Mencuri Ruh NU Lewat Nama-Nama Asing
Mereka Menyusup Lewat Tawasul
Di sebuah acara yang mengatasnamakan Nahdlatul Ulama, lantunan tahlil dan fatihah terdengar syahdu. Namun bila didengar seksama, tak satu pun nama para sesepuh NU yang disebut. Tak ada KH Hasyim Asy’ari, KH Wahab Hasbullah, KH Bisri Syansuri, atau KH Abdul Wahab Chasbullah. Bahkan nama-nama kiai lokal yang menjadi panutan di daerah pun tak muncul. Yang muncul justru nama-nama asing, tak dikenal dalam silsilah NU: Al Habib ini, Al Habib itu, hingga Ustadz Al-Muqaddam entah siapa.

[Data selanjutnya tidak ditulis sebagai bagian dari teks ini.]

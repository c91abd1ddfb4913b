//! # Quantity State
//!
//! The five live counters of an inventory line plus the as-received baseline,
//! and the signed deltas that move them.
//!
//! ## Counter Model
//! ```text
//! ┌─────────────────────────────────────────────────────────────────────────┐
//! │                      Inventory Line Counters                            │
//! │                                                                         │
//! │   origin   ── as-received baseline (moves only with transfer legs)     │
//! │                                                                         │
//! │   onhand ═══╦══ available  ── free to allocate                         │
//! │             ╠══ allocated  ── reserved for an outbound order           │
//! │             ╚══ suspended  ── blocked (QA hold)                        │
//! │                                                                         │
//! │   shipped  ── cumulative departed (ship: allocated,onhand ↓ shipped ↑) │
//! │                                                                         │
//! │   INVARIANT: onhand = available + allocated + suspended                │
//! │              no counter is ever negative                               │
//! └─────────────────────────────────────────────────────────────────────────┘
//! ```
//!
//! [`Quantities::apply`] is the only function that produces new counter
//! values. Every mutation path in depot-db goes through it, and the ledger
//! row written next to the mutation carries the very same [`QuantityDelta`].

use std::fmt;
use std::iter::Sum;
use std::ops::{Add, Neg};

use serde::{Deserialize, Serialize};
use ts_rs::TS;

use crate::error::{CoreError, CoreResult, ValidationError};
use crate::MAX_MOVEMENT_QUANTITY;

// =============================================================================
// Counter
// =============================================================================

/// Names one counter, used in error reports.
#[derive(Debug, Clone, Copy, PartialEq, Eq, Serialize, Deserialize, TS)]
#[ts(export)]
#[serde(rename_all = "snake_case")]
pub enum Counter {
    Origin,
    Onhand,
    Available,
    Allocated,
    Suspended,
    Shipped,
}

impl fmt::Display for Counter {
    fn fmt(&self, f: &mut fmt::Formatter<'_>) -> fmt::Result {
        let name = match self {
            Counter::Origin => "origin",
            Counter::Onhand => "onhand",
            Counter::Available => "available",
            Counter::Allocated => "allocated",
            Counter::Suspended => "suspended",
            Counter::Shipped => "shipped",
        };
        f.write_str(name)
    }
}

// =============================================================================
// Quantities
// =============================================================================

/// Absolute counter values of one inventory line.
#[derive(Debug, Clone, Copy, Default, PartialEq, Eq, Serialize, Deserialize, TS)]
#[cfg_attr(feature = "sqlx", derive(sqlx::FromRow))]
#[ts(export)]
pub struct Quantities {
    pub origin: i64,
    pub onhand: i64,
    pub available: i64,
    pub allocated: i64,
    pub suspended: i64,
    pub shipped: i64,
}

impl Quantities {
    /// Counters of a freshly received line.
    pub fn received(qty: i64) -> Self {
        Quantities {
            origin: qty,
            onhand: qty,
            available: qty,
            ..Quantities::default()
        }
    }

    /// Returns the counters after applying `delta`.
    ///
    /// ## Errors
    /// * `InsufficientQuantity` - a counter would drop below zero
    /// * `InvariantViolation` - the delta is unbalanced
    ///   (`Δonhand ≠ Δavailable + Δallocated + Δsuspended`)
    /// * `Validation` - a counter would overflow `i64`
    pub fn apply(&self, line_id: &str, delta: &QuantityDelta) -> CoreResult<Quantities> {
        let next = Quantities {
            origin: add_counter(Counter::Origin, self.origin, delta.origin)?,
            onhand: add_counter(Counter::Onhand, self.onhand, delta.onhand)?,
            available: add_counter(Counter::Available, self.available, delta.available)?,
            allocated: add_counter(Counter::Allocated, self.allocated, delta.allocated)?,
            suspended: add_counter(Counter::Suspended, self.suspended, delta.suspended)?,
            shipped: add_counter(Counter::Shipped, self.shipped, delta.shipped)?,
        };

        // Report the first counter that goes negative, bucket counters first
        // so the message names the one the caller was actually drawing from.
        let checks = [
            (Counter::Available, self.available, delta.available, next.available),
            (Counter::Allocated, self.allocated, delta.allocated, next.allocated),
            (Counter::Suspended, self.suspended, delta.suspended, next.suspended),
            (Counter::Onhand, self.onhand, delta.onhand, next.onhand),
            (Counter::Origin, self.origin, delta.origin, next.origin),
            (Counter::Shipped, self.shipped, delta.shipped, next.shipped),
        ];
        for (counter, current, change, after) in checks {
            if after < 0 {
                return Err(CoreError::InsufficientQuantity {
                    line_id: line_id.to_string(),
                    counter,
                    current,
                    requested: -change,
                });
            }
        }

        if !next.is_balanced() {
            return Err(CoreError::InvariantViolation {
                line_id: line_id.to_string(),
                detail: format!(
                    "onhand {} != available {} + allocated {} + suspended {}",
                    next.onhand, next.available, next.allocated, next.suspended
                ),
            });
        }

        Ok(next)
    }

    /// Checks `onhand = available + allocated + suspended`.
    #[inline]
    pub fn is_balanced(&self) -> bool {
        self.onhand == self.available + self.allocated + self.suspended
    }

    /// Checks that no counter is negative.
    pub fn is_non_negative(&self) -> bool {
        [
            self.origin,
            self.onhand,
            self.available,
            self.allocated,
            self.suspended,
            self.shipped,
        ]
        .iter()
        .all(|v| *v >= 0)
    }
}

fn add_counter(counter: Counter, current: i64, change: i64) -> CoreResult<i64> {
    current.checked_add(change).ok_or_else(|| {
        ValidationError::InvalidFormat {
            field: counter.to_string(),
            reason: format!("{current} + {change} overflows"),
        }
        .into()
    })
}
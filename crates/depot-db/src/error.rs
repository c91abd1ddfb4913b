//! # Database Error Types
//!
//! Error types for ledger store and engine operations.
//!
//! ## Error Flow
//! ```text
//! ┌─────────────────────────────────────────────────────────────────────────┐
//! │                    Error Propagation                                    │
//! │                                                                         │
//! │  SQLite Error (sqlx::Error)          CoreError (depot-core)            │
//! │       │                                   │                             │
//! │       ▼                                   ▼                             │
//! │  DbError (this module) ← categorized: NotFound, ConcurrencyConflict,   │
//! │       │                   Domain(InsufficientStock, ...), ...          │
//! │       ▼                                                                 │
//! │  Caller (receiving / picking / relocation) ← user-facing message       │
//! │                                                                         │
//! └─────────────────────────────────────────────────────────────────────────┘
//! ```
//!
//! `ConcurrencyConflict` is never retried inside the engine. The caller
//! re-reads and decides, so a business-rule race is not hidden behind a
//! silent technical retry.

use thiserror::Error;

use depot_core::{CoreError, ValidationError};

/// Database operation errors.
#[derive(Debug, Error)]
pub enum DbError {
    /// Entity not found in database.
    ///
    /// ## When This Occurs
    /// - Line / assignment id doesn't exist
    /// - Line was retired (soft-deleted)
    #[error("{entity} not found: {id}")]
    NotFound { entity: String, id: String },

    /// Business rule violation raised by depot-core.
    #[error(transparent)]
    Domain(#[from] CoreError),

    /// Another writer touched the same row first.
    ///
    /// ## When This Occurs
    /// - SQLite reports the database as locked/busy for our write
    /// - A versioned counter update matched zero rows
    /// - Two creators raced for the same inventory number
    #[error("Concurrency conflict: {0}")]
    ConcurrencyConflict(String),

    /// Unique constraint violation.
    #[error("Duplicate {field}: '{value}' already exists")]
    UniqueViolation { field: String, value: String },

    /// Foreign key constraint violation.
    ///
    /// ## When This Occurs
    /// - Ledger entry referencing a non-existent line
    /// - Assignment referencing a non-existent line
    #[error("Foreign key violation: {message}")]
    ForeignKeyViolation { message: String },

    /// Database connection failed.
    #[error("Connection failed: {0}")]
    ConnectionFailed(String),

    /// Migration failed.
    #[error("Migration failed: {0}")]
    MigrationFailed(String),

    /// Query execution failed.
    #[error("Query failed: {0}")]
    QueryFailed(String),

    /// Pool exhausted (all connections in use).
    #[error("Connection pool exhausted")]
    PoolExhausted,

    /// Internal database error.
    #[error("Internal database error: {0}")]
    Internal(String),
}

impl DbError {
    /// Creates a NotFound error for a given entity type and ID.
    pub fn not_found(entity: impl Into<String>, id: impl Into<String>) -> Self {
        DbError::NotFound {
            entity: entity.into(),
            id: id.into(),
        }
    }

    /// Creates a ConcurrencyConflict error.
    pub fn conflict(message: impl Into<String>) -> Self {
        DbError::ConcurrencyConflict(message.into())
    }

    /// True for errors the caller should retry with fresh data.
    pub fn is_retryable(&self) -> bool {
        matches!(self, DbError::ConcurrencyConflict(_))
    }

    /// The wrapped business error, if any.
    pub fn as_domain(&self) -> Option<&CoreError> {
        match self {
            DbError::Domain(err) => Some(err),
            _ => None,
        }
    }
}

impl From<ValidationError> for DbError {
    fn from(err: ValidationError) -> Self {
        DbError::Domain(CoreError::Validation(err))
    }
}

/// SQLite primary/extended result codes meaning "someone else holds the lock".
///
/// 5 BUSY, 6 LOCKED, 261 BUSY_RECOVERY, 262 LOCKED_SHAREDCACHE,
/// 517 BUSY_SNAPSHOT, 773 BUSY_TIMEOUT
const SQLITE_CONTENTION_CODES: &[&str] = &["5", "6", "261", "262", "517", "773"];

/// Convert sqlx errors to DbError.
///
/// ## Error Mapping
/// ```text
/// sqlx::Error::RowNotFound    → DbError::NotFound
/// sqlx::Error::Database       → contention / constraint / query failure
/// sqlx::Error::PoolTimedOut   → DbError::PoolExhausted
/// Other                       → DbError::Internal
/// ```
impl From<sqlx::Error> for DbError {
    fn from(err: sqlx::Error) -> Self {
        match err {
            sqlx::Error::RowNotFound => DbError::NotFound {
                entity: "Record".to_string(),
                id: "unknown".to_string(),
            },

            sqlx::Error::Database(db_err) => {
                let msg = db_err.message();
                let code = db_err.code();

                let contended = code
                    .as_deref()
                    .is_some_and(|c| SQLITE_CONTENTION_CODES.contains(&c))
                    || msg.contains("database is locked")
                    || msg.contains("database table is locked");

                if contended {
                    DbError::ConcurrencyConflict(msg.to_string())
                } else if msg.contains("UNIQUE constraint failed") {
                    let field = msg
                        .split("UNIQUE constraint failed: ")
                        .nth(1)
                        .unwrap_or("unknown")
                        .to_string();
                    DbError::UniqueViolation {
                        field,
                        value: "unknown".to_string(),
                    }
                } else if msg.contains("FOREIGN KEY constraint failed") {
                    DbError::ForeignKeyViolation {
                        message: msg.to_string(),
                    }
                } else {
                    DbError::QueryFailed(msg.to_string())
                }
            }

            sqlx::Error::PoolTimedOut => DbError::PoolExhausted,

            sqlx::Error::PoolClosed => DbError::ConnectionFailed("Pool is closed".to_string()),

            _ => DbError::Internal(err.to_string()),
        }
    }
}

impl From<sqlx::migrate::MigrateError> for DbError {
    fn from(err: sqlx::migrate::MigrateError) -> Self {
        DbError::MigrationFailed(err.to_string())
    }
}

/// Result type for database operations.
pub type DbResult<T> = Result<T, DbError>;
//! # Pick Assignment Repository
//!
//! Outbound reservations: which line holds how much for which order.
//!
//! ```text
//! allocated ──ship part──► partially_shipped ──ship rest──► shipped
//!     │                           │
//!     ├──release──────────────────┴──► released
//!     └──override─────────────────────► overridden (+ new assignment)
//! ```

use chrono::{DateTime, Utc};
use sqlx::{SqliteConnection, SqlitePool};

use depot_core::{PickAssignment, PickStatus};

use crate::error::{DbError, DbResult};

/// Inserts a new assignment.
pub async fn insert(conn: &mut SqliteConnection, assignment: &PickAssignment) -> DbResult<()> {
    sqlx::query(
        r#"
        INSERT INTO pick_assignments (
            id, order_ref, group_id, line_id, owner_code, item_id, whs_code,
            location_code, pallet_id, lot_no, qty, shipped_qty, status,
            override_of, actor, created_at, updated_at
        ) VALUES (
            ?1, ?2, ?3, ?4, ?5, ?6, ?7,
            ?8, ?9, ?10, ?11, ?12, ?13,
            ?14, ?15, ?16, ?17
        )
        "#,
    )
    .bind(&assignment.id)
    .bind(&assignment.order_ref)
    .bind(&assignment.group_id)
    .bind(&assignment.line_id)
    .bind(&assignment.owner_code)
    .bind(&assignment.item_id)
    .bind(&assignment.whs_code)
    .bind(&assignment.location_code)
    .bind(&assignment.pallet_id)
    .bind(&assignment.lot_no)
    .bind(assignment.qty)
    .bind(assignment.shipped_qty)
    .bind(assignment.status)
    .bind(&assignment.override_of)
    .bind(&assignment.actor)
    .bind(assignment.created_at)
    .bind(assignment.updated_at)
    .execute(&mut *conn)
    .await?;
    Ok(())
}

/// Takes the write lock on an assignment before it is read.
pub async fn lock(conn: &mut SqliteConnection, id: &str) -> DbResult<()> {
    let result = sqlx::query("UPDATE pick_assignments SET status = status WHERE id = ?1")
        .bind(id)
        .execute(&mut *conn)
        .await?;

    if result.rows_affected() == 0 {
        return Err(DbError::not_found("PickAssignment", id));
    }
    Ok(())
}

/// Takes the write lock on every assignment of an order.
pub async fn lock_order(conn: &mut SqliteConnection, order_ref: &str) -> DbResult<()> {
    sqlx::query("UPDATE pick_assignments SET status = status WHERE order_ref = ?1")
        .bind(order_ref)
        .execute(&mut *conn)
        .await?;
    Ok(())
}

/// An assignment by id.
pub async fn get(conn: &mut SqliteConnection, id: &str) -> DbResult<PickAssignment> {
    sqlx::query_as::<_, PickAssignment>("SELECT * FROM pick_assignments WHERE id = ?1")
        .bind(id)
        .fetch_optional(&mut *conn)
        .await?
        .ok_or_else(|| DbError::not_found("PickAssignment", id))
}

/// Assignments of an order, oldest first.
pub async fn list_by_order(
    conn: &mut SqliteConnection,
    order_ref: &str,
) -> DbResult<Vec<PickAssignment>> {
    let rows = sqlx::query_as::<_, PickAssignment>(
        "SELECT * FROM pick_assignments WHERE order_ref = ?1 ORDER BY rowid",
    )
    .bind(order_ref)
    .fetch_all(&mut *conn)
    .await?;
    Ok(rows)
}

/// Moves an assignment to its next state.
///
/// Guarded on the status the caller read, so two operators closing the
/// same assignment cannot both succeed.
pub async fn update_progress(
    conn: &mut SqliteConnection,
    assignment: &PickAssignment,
    expected_status: PickStatus,
    now: DateTime<Utc>,
) -> DbResult<()> {
    let result = sqlx::query(
        r#"
        UPDATE pick_assignments SET shipped_qty = ?1, status = ?2, updated_at = ?3
        WHERE id = ?4 AND status = ?5
        "#,
    )
    .bind(assignment.shipped_qty)
    .bind(assignment.status)
    .bind(now)
    .bind(&assignment.id)
    .bind(expected_status)
    .execute(&mut *conn)
    .await?;

    if result.rows_affected() == 0 {
        return Err(DbError::conflict(format!(
            "pick assignment {} is no longer {}",
            assignment.id, expected_status
        )));
    }
    Ok(())
}

/// Pool-level read access to pick assignments.
#[derive(Debug, Clone)]
pub struct PickRepository {
    pool: SqlitePool,
}

impl PickRepository {
    /// Creates a new PickRepository.
    pub fn new(pool: SqlitePool) -> Self {
        PickRepository { pool }
    }

    pub async fn get(&self, id: &str) -> DbResult<PickAssignment> {
        let mut conn = self.pool.acquire().await?;
        get(&mut conn, id).await
    }

    /// Every assignment of an order, closed ones included.
    pub async fn assignments_for_order(&self, order_ref: &str) -> DbResult<Vec<PickAssignment>> {
        let mut conn = self.pool.acquire().await?;
        list_by_order(&mut conn, order_ref).await
    }
}
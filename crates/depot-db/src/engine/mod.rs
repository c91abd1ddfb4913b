//! # Engine Operations
//!
//! Every quantity-changing workflow: allocation, putaway, transfer and
//! adjustment. Each one is a single transaction that mutates counters
//! through [`inventory::mutate_quantities`](crate::repository::inventory::mutate_quantities)
//! and appends the matching ledger rows before it commits.
//!
//! ## Transaction Boundaries
//! ```text
//! ┌─────────────────────────────────────────────────────────────────────────┐
//! │                                                                         │
//! │  engine.op(&req)                     engine.op_in(&mut tx, &req)       │
//! │       │                                   │                             │
//! │       ▼                                   ▼                             │
//! │  pool.acquire()                      caller's session                  │
//! │       │                                   │                             │
//! │       └──────────────┬────────────────────┘                             │
//! │                      ▼                                                  │
//! │         conn.begin()  → BEGIN, or SAVEPOINT when nested                │
//! │                      │                                                  │
//! │         lock ─► read ─► plan ─► mutate + ledger ─► commit              │
//! │                      │                                                  │
//! │         any error: the transaction/savepoint is dropped → rolled back  │
//! │                                                                         │
//! └─────────────────────────────────────────────────────────────────────────┘
//! ```
//!
//! No engine retries a `ConcurrencyConflict`; callers decide.

pub mod adjustment;
pub mod allocation;
pub mod putaway;
pub mod transfer;
//! # Location Master Lookup
//!
//! Putaway and transfers only place stock at registered, active locations.
//! Full location master data (zones, capacities) lives elsewhere; this table
//! is only the lookup the engines consult.

use chrono::Utc;
use sqlx::{SqliteConnection, SqlitePool};
use tracing::info;

use depot_core::validation::validate_code;

use crate::error::{DbError, DbResult};

/// True when the location exists and is active.
pub async fn is_registered(
    conn: &mut SqliteConnection,
    whs_code: &str,
    location_code: &str,
) -> DbResult<bool> {
    let active: Option<bool> = sqlx::query_scalar(
        "SELECT is_active FROM locations WHERE whs_code = ?1 AND location_code = ?2",
    )
    .bind(whs_code)
    .bind(location_code)
    .fetch_optional(&mut *conn)
    .await?;

    Ok(active.unwrap_or(false))
}

/// Registration of locations.
#[derive(Debug, Clone)]
pub struct LocationRepository {
    pool: SqlitePool,
}

impl LocationRepository {
    /// Creates a new LocationRepository.
    pub fn new(pool: SqlitePool) -> Self {
        LocationRepository { pool }
    }

    /// Registers (or re-activates) a location.
    pub async fn register(&self, whs_code: &str, location_code: &str) -> DbResult<()> {
        validate_code("whs_code", whs_code)?;
        validate_code("location_code", location_code)?;

        sqlx::query(
            r#"
            INSERT INTO locations (whs_code, location_code, is_active, created_at)
            VALUES (?1, ?2, 1, ?3)
            ON CONFLICT (whs_code, location_code) DO UPDATE SET is_active = 1
            "#,
        )
        .bind(whs_code)
        .bind(location_code)
        .bind(Utc::now())
        .execute(&self.pool)
        .await?;

        info!(whs = %whs_code, location = %location_code, "Location registered");
        Ok(())
    }

    /// Stops new stock from being placed at a location.
    ///
    /// Stock already there stays, and can still be allocated or moved out.
    pub async fn deactivate(&self, whs_code: &str, location_code: &str) -> DbResult<()> {
        let result = sqlx::query(
            "UPDATE locations SET is_active = 0 WHERE whs_code = ?1 AND location_code = ?2",
        )
        .bind(whs_code)
        .bind(location_code)
        .execute(&self.pool)
        .await?;

        if result.rows_affected() == 0 {
            return Err(DbError::not_found(
                "Location",
                format!("{whs_code}/{location_code}"),
            ));
        }
        Ok(())
    }

    pub async fn is_registered(&self, whs_code: &str, location_code: &str) -> DbResult<bool> {
        let mut conn = self.pool.acquire().await?;
        is_registered(&mut conn, whs_code, location_code).await
    }
}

Fenomena ini bukan satu-dua kali. Kini, amaliah NU dikoptasi perlahan-lahan oleh pihak luar yang berlindung di balik gelar ‘habib’ dan mengatasnamakan tarekat. Mereka menyusup bukan lewat debat, tapi lewat doa. Bukan lewat adu argumen, tapi lewat tawasul. Dan yang lebih menyakitkan: mereka menyusup lewat tubuh NU itu sendiri.
Tawasul dan fatihah adalah ritual sakral dalam tradisi NU. Di situlah terkandung pengakuan sejarah, cinta pada guru, dan penghormatan pada sanad ilmu. Namun hari ini, amaliah itu dikendalikan oleh mereka yang tak punya akar di NU, bahkan tak berkontribusi sedikit pun terhadap lahir dan berkembangnya NU. Nama-nama dari Klan Ba’alwi—yang silsilahnya pun kontroversial—dipaksakan menggantikan para kiai sepuh. Ini bukan sekadar penyimpangan, ini penjajahan spiritual yang rapi dan sistematis.
Ironisnya, banyak dari mereka yang memimpin acara itu memakai atribut NU, bahkan ada yang duduk dalam struktur formal NU, dari pengurus cabang sampai pusat. Namun dalam praktik amaliahnya, NU hanya dipakai sebagai jubah, bukan ruh. Mereka berdiri atas nama NU, tapi berdoa atas nama Ba’alwi.
Pertanyaannya sederhana: mengapa para kiai NU yang mengorbankan hidupnya demi agama dan bangsa dilupakan, tapi nama-nama dari luar yang tidak punya hubungan sejarah dengan NU justru diagungkan? Mengapa KH Wahid Hasyim yang menjadi menteri pertama agama Indonesia tidak disebut, tapi nama-nama yang tidak pernah berjuang untuk republik ini dimuliakan setinggi langit?
Ini bukan soal fanatisme. Ini soal identitas. NU dibangun dari darah dan keringat para kiai kampung, pesantren, dan santri. Ketika ruh NU diganti dengan kultus kepada tokoh-tokoh klan tertentu yang bahkan memiliki jejak genetik dan sejarah yang meragukan, maka yang terjadi adalah penghancuran NU dari dalam.
Lebih jauh, ini adalah bagian dari agenda panjang untuk menjauhkan Nahdliyin dari para kiainya, dan menggantinya dengan “tokoh-tokoh suci” dari klan tertentu, yang pada akhirnya akan menjadikan warga NU budak mental—jongos spiritual—yang tak lagi berpikir kritis terhadap sanad keilmuannya sendiri.
Sadarilah, ini bukan sekadar pergeseran amaliah. Ini operasi ideologis. NU sedang direbut—bukan dengan kekerasan, tapi dengan penghapusan sejarah dan penggantian figur. Jika warga NU terus diam, saatnya akan tiba ketika para santri tak lagi mengenal KH Hasyim Asy’ari, tapi lebih akrab dengan tokoh-tokoh fiktif dari negeri seberang yang bahkan bukan Arab, apalagi keturunan Nabi.
Warga NU, ingatlah! Tawasulmu adalah pada para guru dan kiai yang mengajarkanmu Islam dengan penuh cinta dan perjuangan. Jangan kau ganti mereka dengan nama-nama asing yang tak punya sejarah, tak punya sanad, dan tak punya andil apa pun terhadap negeri ini.